O alto comissariado francês divulgou, nesta terça-feira (5), um relatório que propõe fortalecer o apoio a famílias que desejam ter filhos, em vez de apenas incentivar a natalidade de forma geral. A ideia é ampliar medidas específicas para facilitar a procriação, reduzir barreiras e equilibrar vida familiar e profissional.
A França enfrenta queda no crescimento populacional, com uma fecundidade média de 1,56 filho por mulher. Em 2025, foram registrados 645 mil nascimentos, índice cerca de 25% menor do que em 2010, segundo o Insee.

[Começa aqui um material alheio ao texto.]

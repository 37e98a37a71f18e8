//! Minimal HTTP/1.1 server that supports HEAD and Range GET for integration tests.
//!
//! Serves a single static body. Responds to HEAD with Content-Length and
//! Accept-Ranges: bytes; responds to GET with Range with 206 Partial Content.
//!
//! Note: on a 206 response this server sends `Content-Length: {total}` (the
//! full resource size), not the slice length a real server would send. That
//! matches the crate's own range-capability check, which verifies
//! `Content-Length` against the full-file total rather than the chunk size.

use std::io::{Read, Write};
use std::net::TcpListener;
use std::sync::atomic::{AtomicU32, Ordering};
use std::sync::Arc;
use std::thread;

#[derive(Debug, Clone, Copy)]
pub struct RangeServerOptions {
    /// If false, HEAD returns 405 (simulates servers that block HEAD).
    pub head_allowed: bool,
    /// If false, GET ignores Range and always returns 200 with the full body.
    pub support_ranges: bool,
    /// If false, omit `Accept-Ranges: bytes` header even if ranges work.
    pub advertise_ranges: bool,
    /// If `Some(n)`, only the first `n` GET requests honor Range; every GET
    /// after that ignores Range and returns 200 with the full body regardless
    /// of `support_ranges`. Simulates an origin that stops honoring ranges
    /// partway through a download (e.g. after a proxy swap).
    pub refuse_ranges_after: Option<u32>,
}

impl Default for RangeServerOptions {
    fn default() -> Self {
        Self {
            head_allowed: true,
            support_ranges: true,
            advertise_ranges: true,
            refuse_ranges_after: None,
        }
    }
}

/// Starts a server in a background thread serving `body`. Returns the base URL
/// (e.g. "http://127.0.0.1:12345/"). The server runs until the process exits.
#[allow(dead_code)]
pub fn start(body: Vec<u8>) -> String {
    start_with_options(body, RangeServerOptions::default())
}

/// Like `start` but allows customizing server behavior (HEAD blocked, ranges missing, etc.).
pub fn start_with_options(body: Vec<u8>, opts: RangeServerOptions) -> String {
    let listener = TcpListener::bind("127.0.0.1:0").expect("bind");
    let port = listener.local_addr().unwrap().port();
    let body = Arc::new(body);
    let get_count = Arc::new(AtomicU32::new(0));
    thread::spawn(move || {
        for stream in listener.incoming().flatten() {
            let body = Arc::clone(&body);
            let get_count = Arc::clone(&get_count);
            thread::spawn(move || handle(stream, &body, opts, &get_count));
        }
    });
    format!("http://127.0.0.1:{}/", port)
}

fn handle(mut stream: std::net::TcpStream, body: &[u8], opts: RangeServerOptions, get_count: &AtomicU32) {
    let _ = stream.set_read_timeout(Some(std::time::Duration::from_secs(2)));
    let _ = stream.set_write_timeout(Some(std::time::Duration::from_secs(2)));
    let mut buf = [0u8; 8192];
    let n = match stream.read(&mut buf) {
        Ok(0) => return,
        Ok(n) => n,
        Err(_) => return,
    };
    let request = match std::str::from_utf8(&buf[..n]) {
        Ok(s) => s,
        Err(_) => return,
    };
    let (method, range) = parse_request(request);
    let total = body.len() as u64;
    if method.eq_ignore_ascii_case("HEAD") {
        if !opts.head_allowed {
            let _ = stream.write_all(b"HTTP/1.1 405 Method Not Allowed\r\n\r\n");
            return;
        }
        let accept_ranges = if opts.advertise_ranges {
            "Accept-Ranges: bytes\r\n"
        } else {
            ""
        };
        let response = format!(
            "HTTP/1.1 200 OK\r\nContent-Length: {}\r\n{}\
\r\n",
            total, accept_ranges
        );
        let _ = stream.write_all(response.as_bytes());
        return;
    }
    if method.eq_ignore_ascii_case("GET") {
        let this_request = get_count.fetch_add(1, Ordering::SeqCst);
        let use_range = opts.support_ranges
            && opts
                .refuse_ranges_after
                .map_or(true, |n| this_request < n);
        let (status, range_header, slice) = if use_range {
            if let Some((start, end_incl)) = range {
                let start = start.min(total);
                let end_incl = end_incl.min(total.saturating_sub(1));
                if start > end_incl {
                    (
                        "416 Range Not Satisfiable",
                        format!("bytes */{}", total),
                        &body[0..0],
                    )
                } else {
                    let start = start as usize;
                    let end_excl = (end_incl + 1).min(total) as usize;
                    let slice = body.get(start..end_excl).unwrap_or(&body[0..0]);
                    (
                        "206 Partial Content",
                        format!("bytes {}-{}/{}", start, end_excl.saturating_sub(1), total),
                        slice,
                    )
                }
            } else {
                (
                    "200 OK",
                    format!("bytes 0-{}/{}", total.saturating_sub(1), total),
                    body,
                )
            }
        } else {
            (
                "200 OK",
                format!("bytes 0-{}/{}", total.saturating_sub(1), total),
                body,
            )
        };
        let accept_ranges = if opts.advertise_ranges && opts.support_ranges {
            "Accept-Ranges: bytes\r\n"
        } else {
            ""
        };
        // Content-Length reports the full resource total, matching this
        // crate's range-capability check (see module docs).
        let response = format!(
            "HTTP/1.1 {}\r\nContent-Length: {}\r\nContent-Range: {}\r\n{}\
\r\n",
            status, total, range_header, accept_ranges
        );
        let _ = stream.write_all(response.as_bytes());
        let _ = stream.write_all(slice);
        return;
    }
    let _ = stream.write_all(b"HTTP/1.1 405 Method Not Allowed\r\n\r\n");
}

/// Returns (method, optional (start, end_inclusive) for Range: bytes=X-Y).
fn parse_request(request: &str) -> (&str, Option<(u64, u64)>) {
    let mut method = "";
    let mut range = None;
    for line in request.lines() {
        let line = line.trim();
        if line.is_empty() {
            break;
        }
        if method.is_empty() {
            method = line.split_whitespace().next().unwrap_or("");
            continue;
        }
        if let Some((name, value)) = line.split_once(':') {
            if name.trim().eq_ignore_ascii_case("range") {
                let value = value.trim();
                if value.to_lowercase().starts_with("bytes=") {
                    let part = value[6..].trim();
                    if let Some((a, b)) = part.split_once('-') {
                        let start = a.trim().parse::<u64>().unwrap_or(0);
                        let end = b.trim();
                        let end_incl = if end.is_empty() {
                            u64::MAX
                        } else {
                            end.parse::<u64>().unwrap_or(0)
                        };
                        range = Some((start, end_incl));
                    }
                }
            }
        }
    }
    (method, range)
}
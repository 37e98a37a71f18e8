//! WorkerPool: a fixed-size thread bank with a single fan-in event stream.
//!
//! Workers post payloads through an [`EventSender`]; the pool itself posts a
//! `Finished` marker once each worker's handler returns. The consumer drains
//! the stream until every worker has reported finished, then joins them.

use std::sync::{mpsc, Arc};
use std::thread;

use crate::error::DownloadError;

enum Event<T> {
    Payload(T),
    Finished(Option<DownloadError>),
}

/// What [`WorkerPool::recv`] yields: either a worker-pushed payload, or the
/// terminal marker for one worker (carrying its error, if it failed).
pub enum PoolEvent<T> {
    Payload(T),
    WorkerDone(Option<DownloadError>),
}

/// Handed to each worker so it can push payloads onto the shared stream.
#[derive(Clone)]
pub struct EventSender<T> {
    tx: mpsc::Sender<Event<T>>,
}

impl<T> EventSender<T> {
    pub fn send(&self, payload: T) {
        let _ = self.tx.send(Event::Payload(payload));
    }
}

pub struct WorkerPool<T> {
    rx: mpsc::Receiver<Event<T>>,
    remaining: usize,
    handles: Vec<thread::JoinHandle<()>>,
}

impl<T: Send + 'static> WorkerPool<T> {
    /// Spawns `n` worker threads, each running `handler(worker_id, &sender)`
    /// to completion.
    pub fn spawn<F>(n: usize, handler: F) -> Self
    where
        F: Fn(usize, &EventSender<T>) -> Result<(), DownloadError> + Send + Sync + 'static,
    {
        let (tx, rx) = mpsc::channel();
        let handler = Arc::new(handler);
        let mut handles = Vec::with_capacity(n);
        for worker_id in 0..n {
            let tx = tx.clone();
            let handler = Arc::clone(&handler);
            handles.push(thread::spawn(move || {
                let sender = EventSender { tx: tx.clone() };
                let result = handler(worker_id, &sender);
                let _ = tx.send(Event::Finished(result.err()));
            }));
        }
        drop(tx);
        Self {
            rx,
            remaining: n,
            handles,
        }
    }

    /// Receives the next event. Returns `None` once every worker has posted
    /// its `Finished` marker (the channel is then exhausted).
    pub fn recv(&mut self) -> Option<PoolEvent<T>> {
        if self.remaining == 0 {
            return None;
        }
        match self.rx.recv() {
            Ok(Event::Payload(p)) => Some(PoolEvent::Payload(p)),
            Ok(Event::Finished(e)) => {
                self.remaining -= 1;
                Some(PoolEvent::WorkerDone(e))
            }
            Err(_) => {
                self.remaining = 0;
                None
            }
        }
    }

    /// Joins every worker thread. Call once [`WorkerPool::recv`] has
    /// returned `None`.
    pub fn join(self) {
        for h in self.handles {
            let _ = h.join();
        }
    }
}
impl SegmentTask {
    /// `assert_can_use_range` seeds the know-range latch as already-proved
    /// true — used for the tail segment produced by a split, whose sibling
    /// already demonstrated the origin honours ranges.
    #[allow(clippy::too_many_arguments)]
    pub fn new(
        url: String,
        headers: HashMap<String, String>,
        cookie_header: Option<String>,
        start: u64,
        end: u64,
        completed_bytes: u64,
        total_bytes: u64,
        assert_can_use_range: bool,
    ) -> Self {
        let must_use_range = (start + completed_bytes) > 0 || end < total_bytes.saturating_sub(1);
        Self {
            url,
            headers,
            cookie_header,
            start,
            total_bytes,
            end_state: Mutex::new(EndState {
                end,
                hold_offset: start.saturating_sub(1),
            }),
            offset: AtomicU64::new(start + completed_bytes),
            written_this_run: AtomicU64::new(0),
            stopped: AtomicBool::new(false),
            must_use_range,
            disable_update_end: AtomicBool::new(false),
            know_range: Mutex::new(if assert_can_use_range { Some(true) } else { None }),
            know_range_cv: Condvar::new(),
        }
    }

    pub fn start(&self) -> u64 {
        self.start
    }

    pub fn end(&self) -> u64 {
        self.end_state.lock().unwrap().end
    }

    pub fn completed_length(&self) -> u64 {
        self.offset.load(Ordering::Relaxed) - self.start
    }

    pub fn stop(&self) {
        self.stopped.store(true, Ordering::Relaxed);
    }

    pub fn is_stopped(&self) -> bool {
        self.stopped.load(Ordering::Relaxed)
    }

    /// Atomically sets `end := max(proposed, hold_offset)` and returns the
    /// effective new end. A no-op once the task has been promoted to full-file
    /// mode (`disable_update_end`).
    pub fn update_end(&self, proposed: u64) -> u64 {
        let mut st = self.end_state.lock().unwrap();
        if self.disable_update_end.load(Ordering::Relaxed) {
            return st.end;
        }
        let new_end = proposed.max(st.hold_offset);
        st.end = new_end;
        new_end
    }

    /// Checks `end == total_bytes - 1`; if so, latches `disable_update_end`
    /// and returns true. Used by the coordinator's full-file recovery path.
    pub fn promise_is_full_task(&self) -> bool {
        let st = self.end_state.lock().unwrap();
        if st.end == self.total_bytes.saturating_sub(1) {
            drop(st);
            self.disable_update_end.store(true, Ordering::Relaxed);
            true
        } else {
            false
        }
    }

    pub fn must_use_range(&self) -> bool {
        self.must_use_range
    }

    /// Non-blocking read of the know-range latch, for scheduler ranking.
    pub fn know_can_use_range(&self) -> Option<bool> {
        *self.know_range.lock().unwrap()
    }

    /// Blocks until the latch is set (the response has been received, or the
    /// task finished without ever discovering it). Used only by a split probe
    /// from another worker.
    pub fn wait_can_use_range(&self) -> bool {
        let mut guard = self.know_range.lock().unwrap();
        while guard.is_none() {
            guard = self.know_range_cv.wait(guard).unwrap();
        }
        guard.unwrap()
    }

    fn set_know_can_use_range(&self, value: bool) {
        let mut guard = self.know_range.lock().unwrap();
        if guard.is_none() {
            *guard = Some(value);
        }
        self.know_range_cv.notify_all();
    }

    /// Runs the streaming GET through the retry wrapper, writing to `file`
    /// (opened by the caller in append mode). Returns the number of bytes
    /// written during this invocation, whether the run succeeded outright or
    /// was cooperatively stopped. `on_finished` is always invoked exactly
    /// once, with that same count, even on failure.
    #[allow(clippy::too_many_arguments)]
    pub fn run<F>(
        &self,
        file: &File,
        chunk_path: &std::path::Path,
        chunk_size: usize,
        policy: &RetryPolicy,
        connect_timeout: Duration,
        total_timeout: Duration,
        mut on_finished: F,
    ) -> Result<u64, DownloadError>
    where
        F: FnMut(u64),
    {
        self.written_this_run.store(0, Ordering::Relaxed);
        let result = self.run_retrying(file, chunk_path, chunk_size, policy, connect_timeout, total_timeout);
        let written = self.written_this_run.load(Ordering::Relaxed);
        // Finally clause: unblock any split-probe waiter even if the request
        // died before range capability was ever discovered.
        self.set_know_can_use_range(false);
        on_finished(written);
        result.map(|_| written)
    }

    fn run_retrying(
        &self,
        file: &File,
        chunk_path: &std::path::Path,
        chunk_size: usize,
        policy: &RetryPolicy,
        connect_timeout: Duration,
        total_timeout: Duration,
    ) -> Result<(), DownloadError> {
        let mut attempt = 1u32;
        loop {
            match self.run_once(file, chunk_size, connect_timeout, total_timeout) {
                Ok(AttemptOutcome::Success) | Ok(AttemptOutcome::Stopped) => return Ok(()),
                Err(AttemptError::RangeUnsupported) => {
                    return Err(DownloadError::RangeUnsupported {
                        url: self.url.clone(),
                    })
                }
                Err(AttemptError::Storage(e)) => {
                    return Err(DownloadError::fs(chunk_path, e));
                }
                Err(AttemptError::Retryable(seg_err)) => {
                    if self.is_stopped() {
                        return Ok(());
                    }
                    let kind = classify(&seg_err);
                    match policy.decide(attempt, kind) {
                        RetryDecision::NoRetry => return Err(segment_error_to_download(seg_err, &self.url)),
                        RetryDecision::RetryAfter(d) => {
                            std::thread::sleep(d);
                            attempt += 1;
                        }
                    }
                }
            }
        }
    }

    fn run_once(
        &self,
        file: &File,
        chunk_size: usize,
        connect_timeout: Duration,
        total_timeout: Duration,
    ) -> Result<AttemptOutcome, AttemptError> {
        let (offset, end) = {
            let st = self.end_state.lock().unwrap();
            (self.offset.load(Ordering::Relaxed), st.end)
        };

        let mut easy = curl::easy::Easy::new();
        easy.url(&self.url).map_err(curl_retryable)?;
        easy.follow_location(true).map_err(curl_retryable)?;
        easy.connect_timeout(connect_timeout).map_err(curl_retryable)?;
        easy.timeout(total_timeout).map_err(curl_retryable)?;
        easy.range(&format!("{offset}-{end}")).map_err(curl_retryable)?;
        let _ = easy.buffer_size(chunk_size);

        let mut list = curl::easy::List::new();
        for (k, v) in &self.headers {
            list.append(&format!("{}: {}", k.trim(), v.trim())).map_err(curl_retryable)?;
        }
        if let Some(cookie) = &self.cookie_header {
            list.append(&format!("Cookie: {cookie}")).map_err(curl_retryable)?;
        }
        if !self.headers.is_empty() || self.cookie_header.is_some() {
            easy.http_headers(list).map_err(curl_retryable)?;
        }

        let header_lines: RefCell<Vec<String>> = RefCell::new(Vec::new());
        let range_known_once = Cell::new(false);
        let range_unsupported = Cell::new(false);
        let stopped_flag = Cell::new(false);
        let storage_error: RefCell<Option<std::io::Error>> = RefCell::new(None);

        {
            let mut transfer = easy.transfer();
            transfer
                .header_function(|data| {
                    if let Ok(s) = std::str::from_utf8(data) {
                        header_lines.borrow_mut().push(s.trim_end().to_string());
                    }
                    true
                })
                .map_err(curl_retryable)?;

            transfer
                .write_function(|data| {
                    if data.is_empty() {
                        return Ok(0);
                    }
                    if !range_known_once.get() {
                        range_known_once.set(true);
                        let status = parse_status_code(&header_lines.borrow()).unwrap_or(0);
                        let capable = check_range_capable(&header_lines.borrow(), offset, end, self.total_bytes, status);
                        self.set_know_can_use_range(capable);
                        if self.must_use_range && !capable {
                            range_unsupported.set(true);
                            return Ok(0);
                        }
                    }
                    if self.is_stopped() {
                        stopped_flag.set(true);
                        return Ok(0);
                    }
                    let begin = self.offset.load(Ordering::Relaxed);
                    let tentative_end = begin + data.len() as u64 - 1;
                    let (end_offset, is_last) = {
                        let mut st = self.end_state.lock().unwrap();
                        let e = tentative_end.min(st.end);
                        st.hold_offset = e;
                        (e, e >= st.end)
                    };
                    let written = if end_offset + 1 > begin { end_offset - begin + 1 } else { 0 };
                    if written > 0 {
                        let slice = &data[..written as usize];
                        if let Err(e) = file.write_all(slice) {
                            *storage_error.borrow_mut() = Some(e);
                            return Ok(0);
                        }
                        self.written_this_run.fetch_add(written, Ordering::Relaxed);
                        self.offset.store(end_offset + 1, Ordering::Relaxed);
                    }
                    if is_last || written == 0 {
                        return Ok(0);
                    }
                    Ok(data.len())
                })
                .map_err(curl_retryable)?;

            if let Err(e) = transfer.perform() {
                if !e.is_write_error() {
                    return Err(AttemptError::Retryable(SegmentError::Curl(e)));
                }
            }
        }

        if let Some(e) = storage_error.into_inner() {
            return Err(AttemptError::Storage(e));
        }

        let code = easy.response_code().map_err(curl_retryable)?;
        if !(200..300).contains(&code) {
            return Err(AttemptError::Retryable(SegmentError::Http(code)));
        }

        if range_unsupported.get() {
            return Err(AttemptError::RangeUnsupported);
        }

        if !range_known_once.get() {
            let capable = check_range_capable(&header_lines.borrow(), offset, end, self.total_bytes, code);
            self.set_know_can_use_range(capable);
            if self.must_use_range && !capable {
                return Err(AttemptError::RangeUnsupported);
            }
        }

        let _ = file.flush();

        if stopped_flag.get() || self.is_stopped() {
            return Ok(AttemptOutcome::Stopped);
        }
        Ok(AttemptOutcome::Success)
    }
}

fn curl_retryable(e: curl::Error) -> AttemptError {
    AttemptError::Retryable(SegmentError::Curl(e))
}

fn segment_error_to_download(e: SegmentError, url: &str) -> DownloadError {
    match e {
        SegmentError::Curl(ce) => DownloadError::Transport(ce),
        SegmentError::Http(status) => DownloadError::Http {
            url: url.to_string(),
            status,
        },
    }
}

/// The response must be a genuine `206 Partial Content` — a `200` carries the
/// full body regardless of what its `Content-Range`/`Content-Length` headers
/// say, and a range request answered with `200` means the origin ignored the
/// range (spec's adopted interpretation: "an honest 206 always satisfies
/// this; a 200 full-body response never does"). `Content-Range` must match
/// the exact requested interval and `Content-Length` must match the *full
/// resource total* (not the chunk size — see the open-question resolution in
/// the design notes).
fn check_range_capable(headers: &[String], offset: u64, end: u64, total_bytes: u64, status: u32) -> bool {
    if status != 206 {
        return false;
    }
    let expected_range = format!("bytes {offset}-{end}/{total_bytes}");
    let mut content_range_ok = false;
    let mut content_length_ok = false;
    for line in headers {
        if let Some((name, value)) = line.trim().split_once(':') {
            let name = name.trim();
            let value = value.trim();
            if name.eq_ignore_ascii_case("content-range") && value.eq_ignore_ascii_case(&expected_range) {
                content_range_ok = true;
            }
            if name.eq_ignore_ascii_case("content-length") {
                if let Ok(n) = value.parse::<u64>() {
                    if n == total_bytes {
                        content_length_ok = true;
                    }
                }
            }
        }
    }
    content_range_ok && content_length_ok
}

O relatório ressalta que não se trata de impor regras nem de questionar direitos sexuais e reprodutivos. O tema ganhou relevância após a proposta de “rearmamento demográfico” do governo, em 2024, ter causado polêmica.
Licenças parentais podem ganhar mais tempo
Uma das frentes envolve a política de licenças após o nascimento. A sugestão é ampliar o benefício em um a dois meses, com a condição de que o pai aproveite ao menos um mês. O objetivo é incentivar a divisão das responsabilidades familiares.
A imprensa francesa analisa que o movimento representa uma linha de ação voltada para a conciliação entre vida familiar e carreira, especialmente para mães. O relatório descreve esse formato como uma forma de apoiar decisões de procriação.
Desdobramentos políticos e perceptíveis na campanha
O Libération aponta que a discussão pode agitar o cenário da eleição presidencial de 2027. Embora o documento não use a palavra feminismo, a publicação indica a ênfase em direitos das mulheres e igualdade como fatores que podem influenciar a taxa de natalidade.
As autoridades ressaltam a necessidade de basear as políticas em evidências e evitar intervenções que restringam direitos. A próxima etapa envolve debates públicos e estudos para validar as medidas propostas.